Why Advanced Analytics Is in Your Future

Basic reporting and analytics are now competitive table stakes across industries. As 2020 approaches, more companies are using sophisticated algorithms to drive higher levels of efficiency, reduce costs and risks, drive additional revenue, improve customer experience and more. If organizations want to become truly agile in today's dynamic business environment, they have to continually improve their operations and evolve the ways they're using analytics.

"If you're not using advanced analytics yet, you're in trouble," said Bill Franks, chief analytics officer at the International Institute for Analytics (IIA). "Twenty years ago, if you were doing some type of analytics you had competitive advantage.

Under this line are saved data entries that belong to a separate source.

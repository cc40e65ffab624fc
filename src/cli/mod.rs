//! Command-line interface definition and dispatch for soulclaw.
//!
//! Uses [`clap`] for argument parsing with derive macros. Each subcommand
//! is routed to its handler: `configure` runs the interactive wizard,
//! `show-config` prints the stored configuration with the API key masked,
//! and `generate` produces the four agent definition files.

use anyhow::Result;
use clap::{Parser, Subcommand};
use colored::Colorize;
use std::path::PathBuf;

use crate::config::Config;
use crate::generate::{generate, GenerationRequest};
use crate::provider::{self, Provider, ProviderKind};
use crate::{prompt, wizard};

/// Top-level CLI structure for soulclaw.
#[derive(Parser)]
#[command(
    name = "soulclaw",
    about = "Generate Openclaw-compatible agent definition files using AI",
    after_help = "examples:
  soulclaw configure                Set up AI provider and API key
  soulclaw show-config              Display current configuration
  soulclaw generate                 Interactive generation
  soulclaw generate --who \"Acme Corp, a SaaS company\" \\
      --objective \"Answer customer support calls\" \\
      --audience \"Small business owners\" \\
      --location \"California, USA\" \\
      --output-dir ./agent"
)]
pub struct Cli {
    #[command(subcommand)]
    pub command: Commands,
}

/// Available subcommands for the soulclaw CLI.
#[derive(Subcommand)]
pub enum Commands {
    /// Interactively configure the AI provider, model, and API key
    Configure,
    /// Display the current stored configuration
    ShowConfig,
    /// Generate SOUL.md, IDENTITY.md, GOALS.md, and USER.md
    Generate {
        /// Who the agent represents (name of business/person and what it does)
        #[arg(long)]
        who: Option<String>,
        /// What this agent is going to do (e.g. answer calls for my business)
        #[arg(long)]
        objective: Option<String>,
        /// Describe the target audience (e.g. university professors, firefighters)
        #[arg(long)]
        audience: Option<String>,
        /// Where the target audience is located, including region (e.g. Maryland, USA)
        #[arg(long)]
        location: Option<String>,
        /// Directory to write generated files to
        #[arg(short, long, default_value = ".")]
        output_dir: PathBuf,
        /// Override the configured AI provider (openai, claude, grok, gemini)
        #[arg(long)]
        provider: Option<String>,
        /// Override the configured model name
        #[arg(long)]
        model: Option<String>,
        /// Override the configured API key
        #[arg(long)]
        api_key: Option<String>,
        /// Directory holding the prompt templates (default: config dir)
        #[arg(long)]
        prompts_dir: Option<PathBuf>,
    },
}

/// Parses command-line arguments into a [`Cli`] struct.
///
/// Delegates to [`clap::Parser::parse`], which exits the process on invalid input.
pub fn parse() -> Cli {
    Cli::parse()
}

/// Dispatches the parsed CLI command to its handler.
pub async fn run(cli: Cli) -> Result<()> {
    match cli.command {
        Commands::Configure => run_configure(),
        Commands::ShowConfig => run_show_config(),
        Commands::Generate {
            who,
            objective,
            audience,
            location,
            output_dir,
            provider,
            model,
            api_key,
            prompts_dir,
        } => {
            run_generate(
                who, objective, audience, location, output_dir, provider, model, api_key,
                prompts_dir,
            )
            .await
        }
    }
}

/// Handles `soulclaw configure`.
fn run_configure() -> Result<()> {
    let mut config = Config::load()?;

    println!();
    println!("{}", "=== SoulClaw Configuration ===".bold());
    println!();

    wizard::configure(&mut config)?;
    config.save()?;

    println!();
    println!("Configuration saved to {}", Config::config_path()?.display());
    println!("Done! You can now run `soulclaw generate` to create agent files.");
    Ok(())
}

/// Handles `soulclaw show-config`.
fn run_show_config() -> Result<()> {
    let config = Config::load()?;
    if config == Config::default() {
        println!("No configuration found. Run `soulclaw configure` to set one up.");
        return Ok(());
    }

    let provider_display = config
        .provider
        .as_deref()
        .map(|id| match ProviderKind::from_str(id) {
            Ok(kind) => kind.label().to_string(),
            Err(_) => id.to_string(),
        })
        .unwrap_or_else(|| "N/A".to_string());

    println!();
    println!("{}", "=== Current Configuration ===".bold());
    println!();
    println!("  Provider : {provider_display}");
    println!("  Model    : {}", config.model.as_deref().unwrap_or("N/A"));
    println!(
        "  API Key  : {}",
        wizard::mask_api_key(config.api_key.as_deref().unwrap_or(""))
    );
    println!("  File     : {}", Config::config_path()?.display());
    Ok(())
}

/// Handles `soulclaw generate`.
///
/// Resolution failures (missing provider, unknown provider, missing API
/// key) abort before any generation attempt. Per-target failures are
/// reported and do not affect the exit code.
#[allow(clippy::too_many_arguments)]
async fn run_generate(
    who: Option<String>,
    objective: Option<String>,
    audience: Option<String>,
    location: Option<String>,
    output_dir: PathBuf,
    flag_provider: Option<String>,
    flag_model: Option<String>,
    flag_api_key: Option<String>,
    prompts_dir: Option<PathBuf>,
) -> Result<()> {
    let config = Config::load()?;
    let resolved = provider::resolve(
        flag_provider.as_deref(),
        flag_model.as_deref(),
        flag_api_key.as_deref(),
        &config,
    )?;

    let request = GenerationRequest {
        who: or_prompt(who, "Who does the agent represent? (name & what it does)")?,
        objective: or_prompt(objective, "What is the agent going to do?")?,
        audience: or_prompt(audience, "Describe the target audience")?,
        location: or_prompt(location, "Where is the target audience located? (include region)")?,
    };

    let prompts_dir = match prompts_dir {
        Some(dir) => dir,
        None => Config::prompts_dir()?,
    };
    prompt::ensure_templates(&prompts_dir)?;

    println!();
    println!(
        "Using provider: {}  |  model: {}",
        resolved.kind.label().cyan().bold(),
        resolved.model.yellow(),
    );
    println!("Output directory: {}", output_dir.display());
    println!();

    let client = Provider::from_resolved(&resolved);
    let report = generate(&request, &client, &prompts_dir, &output_dir).await?;

    println!();
    if report.all_succeeded() {
        println!("{}", "All files generated successfully!".green().bold());
    } else {
        println!(
            "{} {}",
            "Some targets failed:".red().bold(),
            report.failed_targets().join(", "),
        );
    }
    Ok(())
}

/// Uses the flag value when present, otherwise asks interactively.
fn or_prompt(flag: Option<String>, label: &str) -> Result<String> {
    match flag {
        Some(value) if !value.trim().is_empty() => Ok(value),
        _ => wizard::required_input(label),
    }
}
//! Generation orchestrator.
//!
//! Walks the fixed list of four output targets in order. Each target is
//! independent: its template is rendered, dispatched to the provider, and
//! written to the output directory, and a failure is recorded against that
//! target alone — the remaining targets still run.

use anyhow::{Context, Result};
use colored::Colorize;
use std::collections::HashMap;
use std::fs;
use std::io::Write;
use std::path::{Path, PathBuf};

use crate::constants::TARGETS;
use crate::error::Error;
use crate::prompt;
use crate::provider::Provider;

/// The user-supplied facts substituted into every template.
#[derive(Debug, Clone)]
pub struct GenerationRequest {
    pub who: String,
    pub objective: String,
    pub audience: String,
    pub location: String,
}

impl GenerationRequest {
    /// The substitution variables exposed to templates.
    fn variables(&self) -> HashMap<String, String> {
        HashMap::from([
            ("who".to_string(), self.who.clone()),
            ("objective".to_string(), self.objective.clone()),
            ("audience".to_string(), self.audience.clone()),
            ("location".to_string(), self.location.clone()),
        ])
    }
}

/// Outcome for a single output target.
#[derive(Debug)]
pub enum TargetOutcome {
    /// The file was generated and written to this path.
    Written(PathBuf),
    /// The target failed; the reason is kept for the summary.
    Failed(String),
}

/// Per-target outcomes for one generation run, in generation order.
#[derive(Debug, Default)]
pub struct GenerationReport {
    pub outcomes: Vec<(&'static str, TargetOutcome)>,
}

impl GenerationReport {
    /// Names of targets that failed, in order.
    pub fn failed_targets(&self) -> Vec<&'static str> {
        self.outcomes
            .iter()
            .filter_map(|(name, outcome)| match outcome {
                TargetOutcome::Failed(_) => Some(*name),
                TargetOutcome::Written(_) => None,
            })
            .collect()
    }

    pub fn all_succeeded(&self) -> bool {
        self.failed_targets().is_empty()
    }
}

/// Generates all four target files into `output_dir`.
///
/// Creates `output_dir` (with parents) before any writes. Per-target
/// failures are recorded in the report and never abort the remaining
/// targets; only a failure to create the output directory is fatal.
pub async fn generate(
    request: &GenerationRequest,
    provider: &Provider,
    prompts_dir: &Path,
    output_dir: &Path,
) -> Result<GenerationReport> {
    fs::create_dir_all(output_dir).with_context(|| {
        format!("Failed to create output directory {}", output_dir.display())
    })?;

    let variables = request.variables();
    let mut report = GenerationReport::default();

    for (filename, template) in TARGETS {
        print!("Generating {filename} ... ");
        let _ = std::io::stdout().flush();

        match run_target(template, &variables, provider, prompts_dir, output_dir, filename).await {
            Ok(path) => {
                println!("{}  -> {}", "OK".green().bold(), path.display());
                report.outcomes.push((filename, TargetOutcome::Written(path)));
            }
            Err(err) => {
                println!("{}\n  Error: {err}", "FAILED".red().bold());
                report
                    .outcomes
                    .push((filename, TargetOutcome::Failed(err.to_string())));
            }
        }
    }

    Ok(report)
}

/// Renders, dispatches, and writes one target.
async fn run_target(
    template: &str,
    variables: &HashMap<String, String>,
    provider: &Provider,
    prompts_dir: &Path,
    output_dir: &Path,
    filename: &str,
) -> Result<PathBuf, Error> {
    let rendered = prompt::load(prompts_dir, template, variables)?;
    let content = provider.generate(&rendered).await?;
    let path = output_dir.join(filename);
    fs::write(&path, format!("{content}\n"))
        .map_err(|e| Error::GenerationFailed(format!("failed to write {}: {e}", path.display())))?;
    Ok(path)
}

Now if you're not doing analytics, you're falling behind. If companies don't push to adopt the new stuff, it's going to become a problem over time."

What Is Advanced Analytics?

Advanced analytics, like data science, lacks a standard description, although characteristically, it involves prediction. Deep learning, neural networks, cognitive computing, and AI come to mind because the algorithms have capabilities traditional input/output systems just can't provide.

"What's commercially possible to do has expanded significantly," said Chris Mazzei, chief analytics officer at professional services company EY. "Decreasing technology costs and the explosion of data changes what's possible to do with analytics, and [the possibilities] are growing every year. That, combined with competitive pressures means if you're not looking for ways to reduce costs, enhance customer experience, create new products and services, if you don't want to manage risks radically different and better, you're in trouble."

Most companies start with basic analytics and then increase the level of sophistication as they begin to realize the limitations of their existing systems. Disruptors are an exception because they use advanced analytics early on in an attempt to outthink and outmaneuver the existing players.

Whether your company is trying to compete more effectively or just stay relevant, advanced analytics is in your future, sooner or later. The question is whether your company will lead or follow. Either way, now is the time to learn all you can about advanced analytics so you understand what benefits it can drive for your company.

Even Small Businesses Should Care

Not so long ago, only large companies could afford the tools and specialists necessary to take advantage of advanced analytics. However, as more capabilities are made available through cloud-based services and as more of the complexity is abstracted, more businesses are able to advantage of advanced analytics without spending millions of dollars and hiring data scientists.

(Image: PhotosbyMahin/Pixabay)

(Image: PhotosbyMahin/Pixabay)

For example, lawn care aggregator site LawnStarter started using prescriptive analytics about two years after the founders defined the business concept. The initial goal was to decrease customer churn.

"We have a customer risk model and a provider risk," said Ryan Farley, co-founder or LawnStarter. "We have thousands of lawn care providers in our system and the number of jobs they have ranges from tens to hundreds. Sometimes they take on too much. Before we had predictive analytics, we had to wait for the problem to become obvious." Now LawnStarter is able to operate in a proactive way rather than a reactive way.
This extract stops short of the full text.